Monday, June 21, 2010

The Quiet Before the Storm?

There is something strange going on in our home at the moment. It’s a phenomenon that I would have to describe as having somewhat of a calming effect, but not the kind that washes over you after a soothing hour long massage and sticks with you for the rest of the day. No, it’s more of a, Golly, George is telling me that swell story about the rabbits again. “Tell me about the rabbits, Geor...,” BOOM! I am in constant fear of what is going to happen next.


So what could possibly induce such a strange combination of hopeful serenity and overwhelming dread all at the same time? The kids, of course. More specifically, it’s Aaron and his sudden desire to help and be useful and even eat. You heard me…EAT. He even made us stop at McDonalds for chicken nuggets on the way home from the zoo today because he said that he, “needed to eat meat.” I know, I know, chicken nuggets aren’t really meat, but for a kid who once thought that a cow shaped animal cracker was all the protein that he needed in a day, this is huge.

It’s been going on for a few weeks off and on now. We will have a few days of absolute horror where he is so difficult that I keep looking outside to see if a couple of hell hounds have shown up to guard the son of darkness. Then, out of no where, he will barricade himself in the tornado of the family room until every last toy has been picked up and put in its place. I’m talking up to my standards kind of clean here people which, ok, have gone down hill a bit since becoming a mom, but nevertheless, they are still pretty high.
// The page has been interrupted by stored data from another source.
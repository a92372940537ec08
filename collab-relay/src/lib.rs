//! # collab-relay: real-time document collaboration relay
//!
//! Editors open a document by id, stream their edits to everyone else
//! editing the same document, and periodically push a full snapshot that is
//! kept durably.
//!
//! ## Architecture
//!
//! ```text
//! ┌─────────────┐     WebSocket      ┌─────────────┐
//! │ RelayClient │ ◄─────────────────► │ SyncServer  │
//! │ (per editor)│     JSON events     │ (central)   │
//! └─────────────┘                     └──────┬──────┘
//!                                            │
//!                                     ┌──────┴──────┐
//!                                     │     Hub     │
//!                                     └──┬───────┬──┘
//!                          ┌─────────────┘       └─────────────┐
//!                  ┌───────┴────────┐                  ┌───────┴────────┐
//!                  │SessionRegistry │                  │SnapshotPersister│
//!                  │  DeltaRelay    │                  │ DocumentStore  │
//!                  └────────────────┘                  └────────────────┘
//! ```
//!
//! The server never interprets a delta or a document: merging concurrent
//! edits is left to the editors.
//!
//! ## Modules
//!
//! - [`protocol`]: event frames and opaque payloads
//! - [`session`]: which connection is editing which document
//! - [`relay`]: per-connection outboxes and delta fan-out
//! - [`persist`]: snapshot saves on the blocking pool
//! - [`hub`]: the shared state every connection task talks to
//! - [`server`]: WebSocket accept loop and per-connection tasks
//! - [`client`]: editor-side connection and autosave
//! - [`storage`]: RocksDB and in-memory document stores
//! - [`config`]: command line and server settings

pub mod client;
pub mod config;
pub mod hub;
pub mod persist;
pub mod protocol;
pub mod relay;
pub mod server;
pub mod session;
pub mod storage;

pub use client::{spawn_autosave, ClientError, ClientHandle, ConnectionState, RelayClient};
pub use config::{Cli, OriginPolicy, ServerConfig};
pub use hub::{Hub, HubError, OpenOutcome};
pub use persist::SnapshotPersister;
pub use protocol::{ClientMessage, Event, Payload, ProtocolError, ServerMessage};
pub use relay::{DeltaRelay, Delivery, RelayReport};
pub use server::{ServerError, ServerStats, SyncServer};
pub use session::{ConnectionId, DocumentId, JoinOutcome, SessionRegistry};
pub use storage::{
    Document, DocumentMetadata, DocumentStore, MemoryStore, RocksStore, StoreConfig, StoreError,
};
He doesn’t even have to be asked which is the spookiest part about it. It’s like, I don’t know, he is growing up or something and all of the begging and pleading to help mommy or holy hell I am going to unleash a world of hurt, is finally sinking in. Weird.
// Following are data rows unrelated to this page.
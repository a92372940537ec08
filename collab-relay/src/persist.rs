//! Snapshot persistence: the bridge between async connections and the
//! blocking [`DocumentStore`].
//!
//! Snapshots from different members of one session are not merged. Whichever
//! `save` finishes last is what the store keeps; peers' live state is carried
//! by the delta relay, so this only widens the window in which the durable
//! copy lags behind.

use std::sync::Arc;

use crate::protocol::Payload;
use crate::storage::{Document, DocumentMetadata, DocumentStore, StoreError};

#[derive(Clone)]
pub struct SnapshotPersister {
    store: Arc<dyn DocumentStore>,
}

impl SnapshotPersister {
    pub fn new(store: Arc<dyn DocumentStore>) -> Self {
        Self { store }
    }

    pub fn store(&self) -> &Arc<dyn DocumentStore> {
        &self.store
    }

    /// Find-or-create `doc_id` on the blocking pool.
    pub async fn load_or_create(&self, doc_id: &str) -> Result<Document, StoreError> {
        let store = self.store.clone();
        let doc_id = doc_id.to_owned();
        tokio::task::spawn_blocking(move || store.load_or_create(&doc_id))
            .await
            .map_err(|e| StoreError::Database(format!("storage task failed: {e}")))?
    }

    /// Write `content` as the new snapshot of `doc_id`.
    ///
    /// `None` means the caller has no session; nothing is written.
    pub async fn persist(
        &self,
        doc_id: Option<&str>,
        content: &Payload,
    ) -> Result<Option<DocumentMetadata>, StoreError> {
        let Some(doc_id) = doc_id else {
            return Ok(None);
        };
        let store = self.store.clone();
        let doc_id = doc_id.to_owned();
        let bytes = content.as_bytes().to_vec();
        tokio::task::spawn_blocking(move || store.save(&doc_id, &bytes))
            .await
            .map_err(|e| StoreError::Database(format!("storage task failed: {e}")))?
            .map(Some)
    }
}
//! The per-process collaboration hub.
//!
//! ```text
//!  connection tasks ──► Hub ─┬─ Mutex<HubState> ─┬─ SessionRegistry
//!                            │                   └─ DeltaRelay (outboxes)
//!                            └─ SnapshotPersister ── DocumentStore
//! ```
//!
//! Registry and relay state sit behind one lock, which is the single point
//! of serialization for `join`, `leave` and `relay`. Storage calls run with
//! the lock released, so a slow store never blocks other sessions.

use std::sync::Arc;
use tokio::sync::{mpsc, Mutex};
use tokio_tungstenite::tungstenite::Message;

use crate::persist::SnapshotPersister;
use crate::protocol::{Payload, ProtocolError, ServerMessage};
use crate::relay::{DeltaRelay, RelayReport};
use crate::session::{ConnectionId, DocumentId, JoinOutcome, SessionRegistry};
use crate::storage::{DocumentMetadata, DocumentStore, StoreError};

#[derive(Debug, thiserror::Error)]
pub enum HubError {
    #[error(transparent)]
    Store(#[from] StoreError),
    #[error(transparent)]
    Protocol(#[from] ProtocolError),
}

/// Result of a `get-document` request.
#[derive(Debug, Clone, PartialEq, Eq)]
pub enum OpenOutcome {
    /// Missing or empty identifier; nothing was loaded or created.
    Ignored,
    /// The connection went away while the document was loading.
    Discarded,
    /// Joined the session; `load-document` is queued for the connection.
    Opened { join: JoinOutcome },
}

struct HubState {
    registry: SessionRegistry,
    relay: DeltaRelay,
}

pub struct Hub {
    state: Mutex<HubState>,
    persister: SnapshotPersister,
}

impl Hub {
    pub fn new(store: Arc<dyn DocumentStore>, outbox_capacity: usize) -> Self {
        Self {
            state: Mutex::new(HubState {
                registry: SessionRegistry::new(),
                relay: DeltaRelay::new(outbox_capacity),
            }),
            persister: SnapshotPersister::new(store),
        }
    }

    pub fn store(&self) -> &Arc<dyn DocumentStore> {
        self.persister.store()
    }

    /// Register a new socket. The receiver is its outbox.
    pub async fn connect(&self) -> (ConnectionId, mpsc::Receiver<Message>) {
        let conn = ConnectionId::new();
        let outbox = self.state.lock().await.relay.attach(conn);
        (conn, outbox)
    }

    /// Tear down a socket: leave its session and drop its outbox.
    pub async fn disconnect(&self, conn: ConnectionId) -> Option<DocumentId> {
        let mut state = self.state.lock().await;
        state.relay.detach(conn);
        state.registry.leave(conn)
    }

    /// Handle `get-document`: load-or-create, join, then queue
    /// `load-document` for this connection.
    pub async fn open_document(
        &self,
        conn: ConnectionId,
        doc_id: Option<&str>,
    ) -> Result<OpenOutcome, HubError> {
        let Some(doc_id) = doc_id.filter(|id| !id.is_empty()) else {
            return Ok(OpenOutcome::Ignored);
        };

        let document = self.persister.load_or_create(doc_id).await?;
        let frame = ServerMessage::LoadDocument(Payload::from_bytes(document.content)?).encode()?;

        let Some(outbox) = self.state.lock().await.relay.outbox(conn) else {
            log::debug!("Connection {conn} closed before {doc_id} loaded; result discarded");
            return Ok(OpenOutcome::Discarded);
        };
        // Unlike deltas, load-document is never dropped: wait for a slot,
        // with the hub unlocked so the relay keeps running meanwhile.
        let Ok(permit) = outbox.reserve().await else {
            log::debug!("Connection {conn} closed before {doc_id} loaded; result discarded");
            return Ok(OpenOutcome::Discarded);
        };

        let mut state = self.state.lock().await;
        if !state.relay.is_attached(conn) {
            log::debug!("Connection {conn} closed before {doc_id} loaded; result discarded");
            return Ok(OpenOutcome::Discarded);
        }

        let join = state.registry.join(conn, doc_id);
        // Queued under the same lock as the join, so it precedes any delta.
        permit.send(Message::Text(frame.into()));
        match &join {
            JoinOutcome::Joined => log::info!("Connection {conn} joined {doc_id}"),
            JoinOutcome::AlreadyJoined => log::debug!("Connection {conn} re-requested {doc_id}"),
            JoinOutcome::Moved { previous } => {
                log::info!("Connection {conn} moved from {previous} to {doc_id}")
            }
        }
        Ok(OpenOutcome::Opened { join })
    }

    /// Handle `send-changes`.
    pub async fn relay(
        &self,
        conn: ConnectionId,
        delta: &Payload,
    ) -> Result<RelayReport, ProtocolError> {
        let state = self.state.lock().await;
        state.relay.relay(&state.registry, conn, delta)
    }

    /// Handle `save-document`. `Ok(None)` when the connection has no session.
    pub async fn persist(
        &self,
        conn: ConnectionId,
        content: &Payload,
    ) -> Result<Option<DocumentMetadata>, StoreError> {
        let doc_id = {
            let state = self.state.lock().await;
            state.registry.session_of(conn).map(str::to_owned)
        };
        self.persister.persist(doc_id.as_deref(), content).await
    }

    pub async fn session_of(&self, conn: ConnectionId) -> Option<DocumentId> {
        self.state
            .lock()
            .await
            .registry
            .session_of(conn)
            .map(str::to_owned)
    }

    pub async fn peers_of(&self, conn: ConnectionId) -> Vec<ConnectionId> {
        self.state.lock().await.registry.peers_of(conn).collect()
    }

    pub async fn member_count(&self, doc_id: &str) -> usize {
        self.state.lock().await.registry.member_count(doc_id)
    }

    pub async fn session_count(&self) -> usize {
        self.state.lock().await.registry.session_count()
    }

    pub async fn connection_count(&self) -> usize {
        self.state.lock().await.relay.connection_count()
    }
}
The eating thing has me completely baffled because the last time that he was a good eater I was still pouring his meals out of a jar labeled Gerber. We have fought with him for years to “just try it” with no success. Then yesterday he spied some corn on the cob left on the dinner table and asked if he could eat some. I was like, “Uh, yeah,” but thinking, “Yeah, right.” And then …..he…. ATE IT! He ate the whole freaking thing.

I am guardedly optimistic that he is turning over a new leaf and becoming a little man rather than a fussy preschooler. Maybe it’s the fact that he is five and a half and well on his way to being six years old. I’ve heard that something magical happens at six and your tiny little multiple personality maniac becomes a rational little human child thing. If this is about as likely as having pixies and fairy diddles peacefully gathering daisies every spring in your backyard, please don’t tell me. Holding on to this little shred of hope is just about all I have left.